Top of SOURCE INFORMATION

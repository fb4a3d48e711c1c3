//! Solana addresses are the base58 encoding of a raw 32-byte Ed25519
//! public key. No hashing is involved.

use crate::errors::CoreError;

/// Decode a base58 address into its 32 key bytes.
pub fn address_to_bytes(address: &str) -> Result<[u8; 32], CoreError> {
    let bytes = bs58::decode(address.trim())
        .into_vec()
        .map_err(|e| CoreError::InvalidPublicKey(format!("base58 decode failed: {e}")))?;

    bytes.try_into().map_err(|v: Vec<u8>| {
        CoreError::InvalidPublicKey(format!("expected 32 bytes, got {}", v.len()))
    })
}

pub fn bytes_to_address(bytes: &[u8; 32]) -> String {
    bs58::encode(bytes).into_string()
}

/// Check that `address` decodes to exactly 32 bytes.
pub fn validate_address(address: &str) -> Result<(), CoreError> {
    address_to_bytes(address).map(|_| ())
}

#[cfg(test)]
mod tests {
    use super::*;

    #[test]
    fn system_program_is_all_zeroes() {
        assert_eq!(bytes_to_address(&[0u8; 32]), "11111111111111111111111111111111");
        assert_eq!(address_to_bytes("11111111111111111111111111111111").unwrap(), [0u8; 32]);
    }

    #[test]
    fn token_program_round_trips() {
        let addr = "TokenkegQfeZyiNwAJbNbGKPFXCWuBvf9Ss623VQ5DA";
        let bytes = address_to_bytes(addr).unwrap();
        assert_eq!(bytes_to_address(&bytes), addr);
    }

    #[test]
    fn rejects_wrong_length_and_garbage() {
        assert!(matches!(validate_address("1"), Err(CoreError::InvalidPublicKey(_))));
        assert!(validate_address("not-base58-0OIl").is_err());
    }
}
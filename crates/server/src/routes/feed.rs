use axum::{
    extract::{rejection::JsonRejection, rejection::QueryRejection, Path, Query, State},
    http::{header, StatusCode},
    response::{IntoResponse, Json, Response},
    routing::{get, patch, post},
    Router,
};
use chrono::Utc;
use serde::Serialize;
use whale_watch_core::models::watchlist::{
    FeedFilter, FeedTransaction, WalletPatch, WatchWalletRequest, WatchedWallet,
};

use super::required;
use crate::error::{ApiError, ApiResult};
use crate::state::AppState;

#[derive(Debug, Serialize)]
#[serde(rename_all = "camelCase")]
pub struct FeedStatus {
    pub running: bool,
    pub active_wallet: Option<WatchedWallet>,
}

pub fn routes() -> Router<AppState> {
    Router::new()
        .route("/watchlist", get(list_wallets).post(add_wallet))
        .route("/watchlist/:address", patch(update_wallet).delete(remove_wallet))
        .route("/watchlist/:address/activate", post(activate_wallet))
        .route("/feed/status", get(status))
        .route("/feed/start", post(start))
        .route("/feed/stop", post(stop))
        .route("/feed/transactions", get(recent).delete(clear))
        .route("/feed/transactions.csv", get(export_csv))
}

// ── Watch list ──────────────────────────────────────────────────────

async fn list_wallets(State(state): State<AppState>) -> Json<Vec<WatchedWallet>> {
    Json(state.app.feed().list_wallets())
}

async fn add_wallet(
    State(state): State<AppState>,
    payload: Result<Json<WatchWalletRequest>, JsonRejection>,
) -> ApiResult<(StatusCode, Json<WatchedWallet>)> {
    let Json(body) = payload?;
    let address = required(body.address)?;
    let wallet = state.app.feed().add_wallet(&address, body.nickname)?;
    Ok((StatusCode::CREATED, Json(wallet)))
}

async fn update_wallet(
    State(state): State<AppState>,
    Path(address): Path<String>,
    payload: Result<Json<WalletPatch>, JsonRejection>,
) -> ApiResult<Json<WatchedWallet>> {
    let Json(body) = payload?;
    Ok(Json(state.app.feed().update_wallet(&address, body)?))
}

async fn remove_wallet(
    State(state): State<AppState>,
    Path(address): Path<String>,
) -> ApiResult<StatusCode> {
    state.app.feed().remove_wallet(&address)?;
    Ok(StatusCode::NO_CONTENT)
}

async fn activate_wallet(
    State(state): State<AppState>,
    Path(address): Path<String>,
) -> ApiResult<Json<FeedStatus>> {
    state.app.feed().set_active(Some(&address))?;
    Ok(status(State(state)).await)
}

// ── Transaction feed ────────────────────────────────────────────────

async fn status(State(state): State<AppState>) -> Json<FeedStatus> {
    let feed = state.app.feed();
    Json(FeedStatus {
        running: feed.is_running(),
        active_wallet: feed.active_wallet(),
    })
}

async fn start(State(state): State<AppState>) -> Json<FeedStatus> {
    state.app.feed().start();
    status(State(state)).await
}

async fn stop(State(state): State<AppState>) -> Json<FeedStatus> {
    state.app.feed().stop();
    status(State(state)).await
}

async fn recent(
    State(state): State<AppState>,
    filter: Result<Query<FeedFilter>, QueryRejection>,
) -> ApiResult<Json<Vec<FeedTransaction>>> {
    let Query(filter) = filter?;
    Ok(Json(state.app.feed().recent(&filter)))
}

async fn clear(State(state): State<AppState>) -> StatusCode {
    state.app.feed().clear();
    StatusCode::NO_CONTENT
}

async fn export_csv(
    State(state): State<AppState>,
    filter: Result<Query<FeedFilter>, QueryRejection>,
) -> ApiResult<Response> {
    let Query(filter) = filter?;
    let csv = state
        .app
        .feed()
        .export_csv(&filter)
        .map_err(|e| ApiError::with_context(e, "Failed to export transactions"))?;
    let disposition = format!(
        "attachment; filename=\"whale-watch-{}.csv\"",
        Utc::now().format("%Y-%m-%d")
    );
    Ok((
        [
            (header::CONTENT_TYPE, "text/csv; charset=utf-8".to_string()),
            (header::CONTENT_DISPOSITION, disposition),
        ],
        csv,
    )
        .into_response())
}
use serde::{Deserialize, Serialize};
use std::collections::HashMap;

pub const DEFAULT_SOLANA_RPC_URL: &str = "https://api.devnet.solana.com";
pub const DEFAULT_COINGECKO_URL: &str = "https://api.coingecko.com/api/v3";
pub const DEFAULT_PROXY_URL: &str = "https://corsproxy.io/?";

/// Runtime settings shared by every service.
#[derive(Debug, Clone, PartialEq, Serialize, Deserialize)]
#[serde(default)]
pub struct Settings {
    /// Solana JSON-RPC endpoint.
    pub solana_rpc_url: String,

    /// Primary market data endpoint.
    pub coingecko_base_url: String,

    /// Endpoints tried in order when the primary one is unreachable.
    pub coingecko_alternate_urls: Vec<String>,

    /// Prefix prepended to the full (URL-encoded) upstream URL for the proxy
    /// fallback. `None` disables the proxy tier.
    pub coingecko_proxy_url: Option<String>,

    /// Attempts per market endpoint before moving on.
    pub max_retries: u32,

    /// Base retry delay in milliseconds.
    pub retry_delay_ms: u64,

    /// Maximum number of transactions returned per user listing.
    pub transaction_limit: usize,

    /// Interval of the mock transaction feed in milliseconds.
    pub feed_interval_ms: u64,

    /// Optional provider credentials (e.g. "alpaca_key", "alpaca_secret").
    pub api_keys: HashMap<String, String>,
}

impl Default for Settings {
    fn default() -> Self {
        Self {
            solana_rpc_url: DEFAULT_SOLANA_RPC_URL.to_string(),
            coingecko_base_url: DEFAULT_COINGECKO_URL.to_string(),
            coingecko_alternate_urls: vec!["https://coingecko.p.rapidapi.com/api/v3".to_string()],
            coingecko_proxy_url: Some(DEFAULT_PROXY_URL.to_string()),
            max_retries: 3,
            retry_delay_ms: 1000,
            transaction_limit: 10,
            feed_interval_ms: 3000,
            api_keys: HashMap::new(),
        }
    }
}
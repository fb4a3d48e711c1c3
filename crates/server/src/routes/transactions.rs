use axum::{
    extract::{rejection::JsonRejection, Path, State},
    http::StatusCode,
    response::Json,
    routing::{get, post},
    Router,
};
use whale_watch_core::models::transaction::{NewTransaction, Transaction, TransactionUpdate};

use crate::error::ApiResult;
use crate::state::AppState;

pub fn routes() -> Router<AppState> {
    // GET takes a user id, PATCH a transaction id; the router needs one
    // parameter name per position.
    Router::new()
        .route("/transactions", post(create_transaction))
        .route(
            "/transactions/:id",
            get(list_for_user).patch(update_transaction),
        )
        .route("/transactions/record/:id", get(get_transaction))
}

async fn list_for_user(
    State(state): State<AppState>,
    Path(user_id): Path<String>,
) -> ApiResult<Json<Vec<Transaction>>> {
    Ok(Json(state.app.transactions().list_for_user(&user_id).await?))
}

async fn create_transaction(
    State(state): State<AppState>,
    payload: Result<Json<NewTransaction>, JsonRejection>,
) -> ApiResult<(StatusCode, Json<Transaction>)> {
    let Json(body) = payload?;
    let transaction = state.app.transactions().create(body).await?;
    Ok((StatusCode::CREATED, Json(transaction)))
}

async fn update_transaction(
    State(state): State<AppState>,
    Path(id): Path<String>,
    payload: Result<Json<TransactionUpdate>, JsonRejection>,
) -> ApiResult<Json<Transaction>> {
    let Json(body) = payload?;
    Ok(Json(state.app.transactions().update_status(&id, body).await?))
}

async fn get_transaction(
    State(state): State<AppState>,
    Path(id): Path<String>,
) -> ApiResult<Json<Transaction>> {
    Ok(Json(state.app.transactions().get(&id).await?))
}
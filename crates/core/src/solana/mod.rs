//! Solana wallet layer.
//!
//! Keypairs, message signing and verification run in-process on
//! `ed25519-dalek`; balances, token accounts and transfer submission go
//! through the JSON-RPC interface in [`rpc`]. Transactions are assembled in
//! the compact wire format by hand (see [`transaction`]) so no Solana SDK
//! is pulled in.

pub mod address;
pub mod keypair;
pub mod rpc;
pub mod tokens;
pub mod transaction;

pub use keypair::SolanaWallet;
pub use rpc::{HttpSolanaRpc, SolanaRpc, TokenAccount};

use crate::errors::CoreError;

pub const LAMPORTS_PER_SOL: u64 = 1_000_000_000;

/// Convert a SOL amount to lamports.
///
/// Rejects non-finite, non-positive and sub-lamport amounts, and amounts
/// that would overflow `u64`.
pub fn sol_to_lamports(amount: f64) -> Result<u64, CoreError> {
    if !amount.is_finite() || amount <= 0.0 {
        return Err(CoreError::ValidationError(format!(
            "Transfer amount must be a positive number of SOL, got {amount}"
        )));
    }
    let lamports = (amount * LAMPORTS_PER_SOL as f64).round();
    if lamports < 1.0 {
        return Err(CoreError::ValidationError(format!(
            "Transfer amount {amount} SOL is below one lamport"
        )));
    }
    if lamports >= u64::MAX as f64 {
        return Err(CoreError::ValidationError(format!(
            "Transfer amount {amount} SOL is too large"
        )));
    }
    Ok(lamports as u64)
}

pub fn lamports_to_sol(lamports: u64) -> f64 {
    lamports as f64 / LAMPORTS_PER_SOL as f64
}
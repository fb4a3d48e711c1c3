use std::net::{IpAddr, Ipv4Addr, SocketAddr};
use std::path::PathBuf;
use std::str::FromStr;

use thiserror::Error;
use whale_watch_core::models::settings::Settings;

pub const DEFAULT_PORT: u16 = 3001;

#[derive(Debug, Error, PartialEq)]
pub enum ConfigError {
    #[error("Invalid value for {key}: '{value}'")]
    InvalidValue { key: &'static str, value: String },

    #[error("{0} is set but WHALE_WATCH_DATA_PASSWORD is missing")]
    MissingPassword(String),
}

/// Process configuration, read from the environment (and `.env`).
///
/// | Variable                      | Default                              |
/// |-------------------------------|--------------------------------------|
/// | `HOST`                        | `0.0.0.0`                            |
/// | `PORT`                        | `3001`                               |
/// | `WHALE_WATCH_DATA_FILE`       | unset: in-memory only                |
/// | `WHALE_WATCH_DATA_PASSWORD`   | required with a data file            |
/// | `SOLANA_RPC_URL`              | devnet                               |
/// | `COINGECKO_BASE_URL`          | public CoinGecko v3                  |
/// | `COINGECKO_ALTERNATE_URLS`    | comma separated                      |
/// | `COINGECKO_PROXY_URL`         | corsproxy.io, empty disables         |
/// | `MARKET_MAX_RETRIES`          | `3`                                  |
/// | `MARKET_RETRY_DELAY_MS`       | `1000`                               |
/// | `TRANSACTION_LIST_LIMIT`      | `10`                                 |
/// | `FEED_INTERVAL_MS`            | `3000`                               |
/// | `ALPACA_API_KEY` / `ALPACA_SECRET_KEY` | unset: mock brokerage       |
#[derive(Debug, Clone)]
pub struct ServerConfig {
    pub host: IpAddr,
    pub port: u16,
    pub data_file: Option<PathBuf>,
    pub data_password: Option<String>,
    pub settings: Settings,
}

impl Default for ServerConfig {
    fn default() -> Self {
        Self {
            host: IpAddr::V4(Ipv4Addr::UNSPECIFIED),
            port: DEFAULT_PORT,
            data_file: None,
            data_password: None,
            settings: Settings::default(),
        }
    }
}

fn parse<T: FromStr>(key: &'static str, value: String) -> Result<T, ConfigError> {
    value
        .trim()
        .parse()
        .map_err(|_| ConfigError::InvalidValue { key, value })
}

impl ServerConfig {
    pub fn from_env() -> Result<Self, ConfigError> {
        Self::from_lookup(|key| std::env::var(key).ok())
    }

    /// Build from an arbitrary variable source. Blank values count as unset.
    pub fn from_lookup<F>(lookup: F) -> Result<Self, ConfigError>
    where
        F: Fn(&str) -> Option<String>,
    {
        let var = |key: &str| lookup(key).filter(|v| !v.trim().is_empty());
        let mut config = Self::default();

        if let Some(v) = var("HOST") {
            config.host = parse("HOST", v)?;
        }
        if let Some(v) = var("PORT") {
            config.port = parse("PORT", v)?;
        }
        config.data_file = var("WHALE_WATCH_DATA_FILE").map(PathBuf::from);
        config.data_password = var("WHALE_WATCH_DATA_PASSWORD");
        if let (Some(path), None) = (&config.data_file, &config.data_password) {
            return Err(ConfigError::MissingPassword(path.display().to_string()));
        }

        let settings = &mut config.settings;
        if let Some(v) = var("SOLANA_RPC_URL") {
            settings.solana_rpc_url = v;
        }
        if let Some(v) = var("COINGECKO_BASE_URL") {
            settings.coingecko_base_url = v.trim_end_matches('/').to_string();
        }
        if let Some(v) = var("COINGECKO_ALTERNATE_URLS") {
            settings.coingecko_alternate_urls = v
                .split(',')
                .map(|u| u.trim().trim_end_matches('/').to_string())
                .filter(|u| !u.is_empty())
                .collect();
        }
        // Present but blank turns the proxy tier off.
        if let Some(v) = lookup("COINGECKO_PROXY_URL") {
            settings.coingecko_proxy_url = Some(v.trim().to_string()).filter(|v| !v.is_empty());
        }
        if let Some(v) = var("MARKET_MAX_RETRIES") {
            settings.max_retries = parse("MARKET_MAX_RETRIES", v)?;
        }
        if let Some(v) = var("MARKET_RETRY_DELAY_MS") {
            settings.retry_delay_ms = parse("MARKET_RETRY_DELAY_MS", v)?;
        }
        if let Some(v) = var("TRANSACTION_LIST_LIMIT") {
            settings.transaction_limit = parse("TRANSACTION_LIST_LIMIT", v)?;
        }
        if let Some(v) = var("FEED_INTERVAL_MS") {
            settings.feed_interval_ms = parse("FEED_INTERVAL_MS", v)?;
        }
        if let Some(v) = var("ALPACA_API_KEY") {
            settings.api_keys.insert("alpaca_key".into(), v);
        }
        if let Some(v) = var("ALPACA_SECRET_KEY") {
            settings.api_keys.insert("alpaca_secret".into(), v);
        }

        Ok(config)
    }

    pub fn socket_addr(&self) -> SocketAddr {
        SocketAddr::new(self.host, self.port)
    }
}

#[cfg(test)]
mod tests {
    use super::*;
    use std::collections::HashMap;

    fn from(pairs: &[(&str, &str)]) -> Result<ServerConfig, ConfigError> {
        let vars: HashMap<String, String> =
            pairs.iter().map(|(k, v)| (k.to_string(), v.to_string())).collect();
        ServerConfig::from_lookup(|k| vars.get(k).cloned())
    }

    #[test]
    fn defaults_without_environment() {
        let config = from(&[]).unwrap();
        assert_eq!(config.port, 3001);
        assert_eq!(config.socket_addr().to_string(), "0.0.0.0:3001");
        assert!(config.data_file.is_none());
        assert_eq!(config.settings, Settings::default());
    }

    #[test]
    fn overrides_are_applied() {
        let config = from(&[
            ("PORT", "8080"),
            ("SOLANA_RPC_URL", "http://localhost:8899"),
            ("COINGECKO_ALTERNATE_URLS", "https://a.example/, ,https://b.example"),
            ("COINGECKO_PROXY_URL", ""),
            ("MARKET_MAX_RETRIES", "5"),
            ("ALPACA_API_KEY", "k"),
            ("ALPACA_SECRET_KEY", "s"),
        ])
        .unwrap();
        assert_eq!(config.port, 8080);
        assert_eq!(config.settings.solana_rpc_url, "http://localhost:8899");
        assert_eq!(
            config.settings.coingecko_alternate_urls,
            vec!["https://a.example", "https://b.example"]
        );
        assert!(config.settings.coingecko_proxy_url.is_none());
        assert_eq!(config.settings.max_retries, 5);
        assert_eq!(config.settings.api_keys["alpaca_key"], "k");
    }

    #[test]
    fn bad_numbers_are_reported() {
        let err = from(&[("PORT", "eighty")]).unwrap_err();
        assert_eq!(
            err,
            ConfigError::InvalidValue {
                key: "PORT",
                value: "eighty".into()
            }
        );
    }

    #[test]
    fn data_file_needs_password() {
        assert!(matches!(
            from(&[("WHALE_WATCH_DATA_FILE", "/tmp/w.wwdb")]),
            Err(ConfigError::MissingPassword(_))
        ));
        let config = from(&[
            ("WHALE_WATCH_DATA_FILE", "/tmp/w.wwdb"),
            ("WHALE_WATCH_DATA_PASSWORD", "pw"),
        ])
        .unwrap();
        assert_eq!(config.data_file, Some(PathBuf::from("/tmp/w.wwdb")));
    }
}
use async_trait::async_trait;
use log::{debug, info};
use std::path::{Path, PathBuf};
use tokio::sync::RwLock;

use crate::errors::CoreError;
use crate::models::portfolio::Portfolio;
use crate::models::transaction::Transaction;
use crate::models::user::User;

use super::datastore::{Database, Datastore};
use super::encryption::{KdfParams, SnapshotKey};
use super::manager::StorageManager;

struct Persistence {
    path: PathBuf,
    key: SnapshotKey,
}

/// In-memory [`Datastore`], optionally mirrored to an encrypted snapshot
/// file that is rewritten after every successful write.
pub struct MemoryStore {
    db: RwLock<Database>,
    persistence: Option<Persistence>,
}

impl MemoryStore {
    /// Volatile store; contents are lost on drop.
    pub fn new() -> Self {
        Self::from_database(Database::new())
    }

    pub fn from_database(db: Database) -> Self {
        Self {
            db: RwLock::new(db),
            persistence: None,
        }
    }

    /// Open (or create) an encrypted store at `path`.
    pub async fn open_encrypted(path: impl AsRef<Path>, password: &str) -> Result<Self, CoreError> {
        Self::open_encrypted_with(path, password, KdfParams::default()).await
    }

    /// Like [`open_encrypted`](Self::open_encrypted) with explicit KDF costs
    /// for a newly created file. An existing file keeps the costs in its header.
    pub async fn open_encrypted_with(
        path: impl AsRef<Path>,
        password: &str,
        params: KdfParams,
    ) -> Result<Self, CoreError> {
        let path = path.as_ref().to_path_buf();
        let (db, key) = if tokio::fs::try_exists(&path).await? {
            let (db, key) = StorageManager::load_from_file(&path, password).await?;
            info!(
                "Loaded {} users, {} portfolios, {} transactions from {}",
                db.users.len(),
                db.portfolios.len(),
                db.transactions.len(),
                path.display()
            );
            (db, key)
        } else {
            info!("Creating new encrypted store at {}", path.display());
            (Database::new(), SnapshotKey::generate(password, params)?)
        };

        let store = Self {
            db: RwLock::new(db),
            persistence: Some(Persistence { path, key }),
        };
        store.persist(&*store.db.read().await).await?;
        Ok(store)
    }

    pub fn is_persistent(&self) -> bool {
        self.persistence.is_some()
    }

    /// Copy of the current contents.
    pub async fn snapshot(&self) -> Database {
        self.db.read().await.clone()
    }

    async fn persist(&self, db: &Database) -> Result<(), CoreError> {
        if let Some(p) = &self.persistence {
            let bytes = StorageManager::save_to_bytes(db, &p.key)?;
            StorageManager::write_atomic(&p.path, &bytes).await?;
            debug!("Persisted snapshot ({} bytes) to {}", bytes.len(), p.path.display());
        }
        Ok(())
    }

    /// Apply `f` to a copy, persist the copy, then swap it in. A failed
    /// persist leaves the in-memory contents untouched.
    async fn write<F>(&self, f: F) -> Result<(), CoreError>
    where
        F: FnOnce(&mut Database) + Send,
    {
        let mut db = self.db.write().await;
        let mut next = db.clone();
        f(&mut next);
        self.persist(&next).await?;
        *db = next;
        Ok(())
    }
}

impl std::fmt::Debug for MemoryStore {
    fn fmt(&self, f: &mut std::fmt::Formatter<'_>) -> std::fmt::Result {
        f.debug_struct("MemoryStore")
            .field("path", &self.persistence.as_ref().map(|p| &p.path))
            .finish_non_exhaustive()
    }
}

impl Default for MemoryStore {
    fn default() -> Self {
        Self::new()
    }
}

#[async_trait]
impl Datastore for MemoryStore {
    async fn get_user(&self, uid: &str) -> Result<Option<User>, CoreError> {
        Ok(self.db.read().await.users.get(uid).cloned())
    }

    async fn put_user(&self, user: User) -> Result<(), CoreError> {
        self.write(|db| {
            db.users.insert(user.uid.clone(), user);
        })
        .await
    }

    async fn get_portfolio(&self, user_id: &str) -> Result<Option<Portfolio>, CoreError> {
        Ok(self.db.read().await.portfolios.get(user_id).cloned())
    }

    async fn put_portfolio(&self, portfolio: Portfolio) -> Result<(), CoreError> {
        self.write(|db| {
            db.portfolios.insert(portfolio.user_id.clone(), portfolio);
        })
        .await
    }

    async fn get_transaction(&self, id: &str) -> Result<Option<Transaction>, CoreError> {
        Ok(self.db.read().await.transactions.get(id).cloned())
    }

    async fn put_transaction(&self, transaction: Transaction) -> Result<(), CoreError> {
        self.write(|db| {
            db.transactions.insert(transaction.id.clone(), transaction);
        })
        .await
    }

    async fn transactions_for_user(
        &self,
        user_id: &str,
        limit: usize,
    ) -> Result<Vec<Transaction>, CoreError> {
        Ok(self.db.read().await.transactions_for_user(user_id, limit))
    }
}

Bottom of SOURCE INFORMATION

TASK INSTRUCTIONS:
Would you please copy all lines in the data that contain the word "read"?

RESULT OF THIS TASK:
/// Process configuration, read from the environment (and `.env`).
        store.persist(&*store.db.read().await).await?;
        self.db.read().await.clone()
        Ok(self.db.read().await.users.get(uid).cloned())
        Ok(self.db.read().await.portfolios.get(user_id).cloned())
        Ok(self.db.read().await.transactions.get(id).cloned())
        Ok(self.db.read().await.transactions_for_user(user_id, limit))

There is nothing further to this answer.